Problem to work on: Only lines containing the word "AccessFailed" belong in the answer; copy each one from the records.

Input material:

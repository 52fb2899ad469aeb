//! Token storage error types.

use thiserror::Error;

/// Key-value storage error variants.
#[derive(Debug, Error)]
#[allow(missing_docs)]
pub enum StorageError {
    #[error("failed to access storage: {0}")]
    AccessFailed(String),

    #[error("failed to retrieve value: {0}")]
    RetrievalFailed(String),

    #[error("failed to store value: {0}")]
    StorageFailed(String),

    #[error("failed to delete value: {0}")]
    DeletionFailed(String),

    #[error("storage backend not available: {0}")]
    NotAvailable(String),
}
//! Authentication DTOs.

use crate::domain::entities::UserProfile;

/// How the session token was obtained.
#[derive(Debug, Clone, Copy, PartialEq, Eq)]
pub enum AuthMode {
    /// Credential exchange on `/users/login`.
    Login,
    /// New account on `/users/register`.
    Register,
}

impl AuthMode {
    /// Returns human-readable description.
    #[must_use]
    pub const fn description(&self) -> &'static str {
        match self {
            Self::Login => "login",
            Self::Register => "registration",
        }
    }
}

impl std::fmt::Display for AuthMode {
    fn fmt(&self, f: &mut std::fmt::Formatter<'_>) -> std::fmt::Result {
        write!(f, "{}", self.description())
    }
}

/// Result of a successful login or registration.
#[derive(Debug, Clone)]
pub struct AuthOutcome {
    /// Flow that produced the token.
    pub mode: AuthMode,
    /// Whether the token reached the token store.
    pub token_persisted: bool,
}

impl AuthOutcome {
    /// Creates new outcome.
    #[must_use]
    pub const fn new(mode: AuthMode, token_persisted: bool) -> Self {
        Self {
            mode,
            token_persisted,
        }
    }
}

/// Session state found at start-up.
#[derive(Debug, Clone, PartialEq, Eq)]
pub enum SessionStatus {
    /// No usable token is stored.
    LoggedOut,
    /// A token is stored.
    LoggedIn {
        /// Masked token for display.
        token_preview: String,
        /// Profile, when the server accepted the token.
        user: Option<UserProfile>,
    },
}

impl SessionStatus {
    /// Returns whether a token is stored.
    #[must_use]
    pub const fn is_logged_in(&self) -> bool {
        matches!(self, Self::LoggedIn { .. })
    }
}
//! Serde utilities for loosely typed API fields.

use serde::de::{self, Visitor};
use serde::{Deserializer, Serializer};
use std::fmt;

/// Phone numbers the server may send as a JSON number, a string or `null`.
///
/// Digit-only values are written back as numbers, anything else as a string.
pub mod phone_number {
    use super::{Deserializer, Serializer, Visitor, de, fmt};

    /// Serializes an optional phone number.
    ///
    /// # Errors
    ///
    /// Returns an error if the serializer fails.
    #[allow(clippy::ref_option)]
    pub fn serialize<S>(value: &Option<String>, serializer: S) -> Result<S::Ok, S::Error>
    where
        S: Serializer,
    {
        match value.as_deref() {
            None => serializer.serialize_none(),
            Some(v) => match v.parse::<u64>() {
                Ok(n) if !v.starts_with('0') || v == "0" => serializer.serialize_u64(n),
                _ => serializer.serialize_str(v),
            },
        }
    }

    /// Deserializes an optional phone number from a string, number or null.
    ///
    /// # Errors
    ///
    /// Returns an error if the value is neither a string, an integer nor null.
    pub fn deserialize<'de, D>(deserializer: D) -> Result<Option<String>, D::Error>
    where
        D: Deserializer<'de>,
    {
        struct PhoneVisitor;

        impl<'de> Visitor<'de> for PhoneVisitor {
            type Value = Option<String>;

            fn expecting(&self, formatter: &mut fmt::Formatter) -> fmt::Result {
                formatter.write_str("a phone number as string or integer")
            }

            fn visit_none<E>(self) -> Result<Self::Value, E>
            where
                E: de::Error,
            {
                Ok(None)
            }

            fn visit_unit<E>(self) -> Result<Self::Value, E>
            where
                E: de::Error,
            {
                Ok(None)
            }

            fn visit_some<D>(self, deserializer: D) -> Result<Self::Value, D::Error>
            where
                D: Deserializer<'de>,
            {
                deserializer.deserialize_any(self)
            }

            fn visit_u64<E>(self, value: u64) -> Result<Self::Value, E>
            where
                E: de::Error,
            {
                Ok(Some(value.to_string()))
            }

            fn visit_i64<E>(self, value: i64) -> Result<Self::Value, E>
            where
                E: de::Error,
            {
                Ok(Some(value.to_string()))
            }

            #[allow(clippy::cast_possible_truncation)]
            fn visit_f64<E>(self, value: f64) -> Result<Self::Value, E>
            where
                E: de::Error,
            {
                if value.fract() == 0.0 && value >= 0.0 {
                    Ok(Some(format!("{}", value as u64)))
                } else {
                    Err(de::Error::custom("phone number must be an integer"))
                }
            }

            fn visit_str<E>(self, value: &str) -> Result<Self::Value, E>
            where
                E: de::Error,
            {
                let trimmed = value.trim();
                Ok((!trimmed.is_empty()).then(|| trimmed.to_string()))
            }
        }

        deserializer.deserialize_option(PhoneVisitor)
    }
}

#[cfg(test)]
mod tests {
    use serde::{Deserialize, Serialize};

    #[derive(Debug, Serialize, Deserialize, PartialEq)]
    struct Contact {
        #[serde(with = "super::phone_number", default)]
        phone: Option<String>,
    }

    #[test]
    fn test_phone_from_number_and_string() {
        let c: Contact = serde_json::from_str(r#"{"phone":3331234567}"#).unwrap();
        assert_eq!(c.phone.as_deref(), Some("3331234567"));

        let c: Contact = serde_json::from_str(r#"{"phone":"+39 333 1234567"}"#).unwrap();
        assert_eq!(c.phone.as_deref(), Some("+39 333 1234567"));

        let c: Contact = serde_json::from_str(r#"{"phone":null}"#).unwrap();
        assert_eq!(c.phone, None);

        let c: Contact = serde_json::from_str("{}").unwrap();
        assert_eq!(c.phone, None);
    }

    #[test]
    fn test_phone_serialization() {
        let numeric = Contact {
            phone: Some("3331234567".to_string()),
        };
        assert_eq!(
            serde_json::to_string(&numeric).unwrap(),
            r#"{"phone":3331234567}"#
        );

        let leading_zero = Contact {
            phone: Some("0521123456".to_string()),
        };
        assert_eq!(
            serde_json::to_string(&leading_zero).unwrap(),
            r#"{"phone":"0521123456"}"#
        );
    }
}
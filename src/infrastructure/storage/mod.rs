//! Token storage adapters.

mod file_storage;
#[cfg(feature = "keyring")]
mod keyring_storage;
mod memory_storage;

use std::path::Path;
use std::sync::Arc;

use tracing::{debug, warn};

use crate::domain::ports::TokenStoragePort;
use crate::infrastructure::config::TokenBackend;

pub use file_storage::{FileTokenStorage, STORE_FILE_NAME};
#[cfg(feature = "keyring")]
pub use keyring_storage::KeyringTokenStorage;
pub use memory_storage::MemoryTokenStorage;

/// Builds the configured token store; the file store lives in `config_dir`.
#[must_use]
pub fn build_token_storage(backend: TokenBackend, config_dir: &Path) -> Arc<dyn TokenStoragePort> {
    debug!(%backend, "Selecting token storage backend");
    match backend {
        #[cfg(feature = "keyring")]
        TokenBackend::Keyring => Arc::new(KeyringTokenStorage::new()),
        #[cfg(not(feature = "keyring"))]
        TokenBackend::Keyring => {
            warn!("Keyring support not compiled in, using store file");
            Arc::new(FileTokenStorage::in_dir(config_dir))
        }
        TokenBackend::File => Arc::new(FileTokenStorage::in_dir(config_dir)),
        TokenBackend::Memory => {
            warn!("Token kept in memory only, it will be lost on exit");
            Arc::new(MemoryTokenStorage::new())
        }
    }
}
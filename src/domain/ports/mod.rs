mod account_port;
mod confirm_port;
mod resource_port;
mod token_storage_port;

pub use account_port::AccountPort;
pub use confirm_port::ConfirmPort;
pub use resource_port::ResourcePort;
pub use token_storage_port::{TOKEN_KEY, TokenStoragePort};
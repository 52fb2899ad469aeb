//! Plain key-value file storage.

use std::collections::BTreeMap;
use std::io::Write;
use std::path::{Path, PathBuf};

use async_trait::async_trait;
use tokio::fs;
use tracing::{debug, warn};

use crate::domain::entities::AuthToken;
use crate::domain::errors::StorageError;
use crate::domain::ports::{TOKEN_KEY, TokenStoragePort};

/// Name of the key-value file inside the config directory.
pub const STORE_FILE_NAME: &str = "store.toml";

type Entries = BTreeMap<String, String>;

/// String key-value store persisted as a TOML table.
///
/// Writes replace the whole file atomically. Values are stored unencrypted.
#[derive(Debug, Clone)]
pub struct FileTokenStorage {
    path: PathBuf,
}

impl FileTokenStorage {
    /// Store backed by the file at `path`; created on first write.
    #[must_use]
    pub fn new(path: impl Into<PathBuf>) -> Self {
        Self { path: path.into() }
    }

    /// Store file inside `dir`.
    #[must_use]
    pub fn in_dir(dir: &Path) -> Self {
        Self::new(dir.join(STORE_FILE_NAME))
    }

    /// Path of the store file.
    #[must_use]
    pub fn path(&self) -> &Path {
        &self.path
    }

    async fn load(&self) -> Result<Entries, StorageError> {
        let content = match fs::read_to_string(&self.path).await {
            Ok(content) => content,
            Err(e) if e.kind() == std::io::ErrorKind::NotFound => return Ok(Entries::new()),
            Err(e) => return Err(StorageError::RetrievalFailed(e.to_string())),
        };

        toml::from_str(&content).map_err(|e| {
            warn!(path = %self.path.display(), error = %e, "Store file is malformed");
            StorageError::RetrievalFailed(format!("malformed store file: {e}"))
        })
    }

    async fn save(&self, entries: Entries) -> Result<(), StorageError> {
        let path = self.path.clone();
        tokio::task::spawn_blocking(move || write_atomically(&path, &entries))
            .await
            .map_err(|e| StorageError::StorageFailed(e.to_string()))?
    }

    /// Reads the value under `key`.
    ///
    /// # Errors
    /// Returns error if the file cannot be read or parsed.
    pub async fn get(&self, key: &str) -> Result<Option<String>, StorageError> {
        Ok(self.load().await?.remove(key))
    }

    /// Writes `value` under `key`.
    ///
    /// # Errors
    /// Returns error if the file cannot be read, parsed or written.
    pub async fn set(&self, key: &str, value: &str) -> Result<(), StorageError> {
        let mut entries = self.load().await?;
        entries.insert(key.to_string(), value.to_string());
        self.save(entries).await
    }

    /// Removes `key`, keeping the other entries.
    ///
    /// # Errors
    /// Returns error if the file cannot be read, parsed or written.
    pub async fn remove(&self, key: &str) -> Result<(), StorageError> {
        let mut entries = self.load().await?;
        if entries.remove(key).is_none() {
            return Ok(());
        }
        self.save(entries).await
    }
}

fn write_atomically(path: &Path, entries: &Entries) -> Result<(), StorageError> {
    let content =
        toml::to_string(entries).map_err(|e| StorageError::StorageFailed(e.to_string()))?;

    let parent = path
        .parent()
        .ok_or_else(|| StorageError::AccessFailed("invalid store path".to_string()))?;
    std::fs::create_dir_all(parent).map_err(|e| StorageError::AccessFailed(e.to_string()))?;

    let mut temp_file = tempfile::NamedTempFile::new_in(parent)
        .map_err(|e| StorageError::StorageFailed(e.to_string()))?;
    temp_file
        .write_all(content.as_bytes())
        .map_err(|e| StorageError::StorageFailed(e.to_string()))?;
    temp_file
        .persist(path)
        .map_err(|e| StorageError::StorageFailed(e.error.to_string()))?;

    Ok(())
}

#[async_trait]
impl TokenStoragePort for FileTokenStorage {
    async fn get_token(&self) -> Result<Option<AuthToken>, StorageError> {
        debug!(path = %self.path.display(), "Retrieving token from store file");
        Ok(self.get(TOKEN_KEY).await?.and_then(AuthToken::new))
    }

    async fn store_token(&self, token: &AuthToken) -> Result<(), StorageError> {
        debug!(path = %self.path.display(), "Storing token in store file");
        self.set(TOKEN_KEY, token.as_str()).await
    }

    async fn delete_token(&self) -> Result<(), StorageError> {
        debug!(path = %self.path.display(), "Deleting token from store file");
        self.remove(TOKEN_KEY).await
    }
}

The answer:
    AccessFailed(String),
        .ok_or_else(|| StorageError::AccessFailed("invalid store path".to_string()))?;
    std::fs::create_dir_all(parent).map_err(|e| StorageError::AccessFailed(e.to_string()))?;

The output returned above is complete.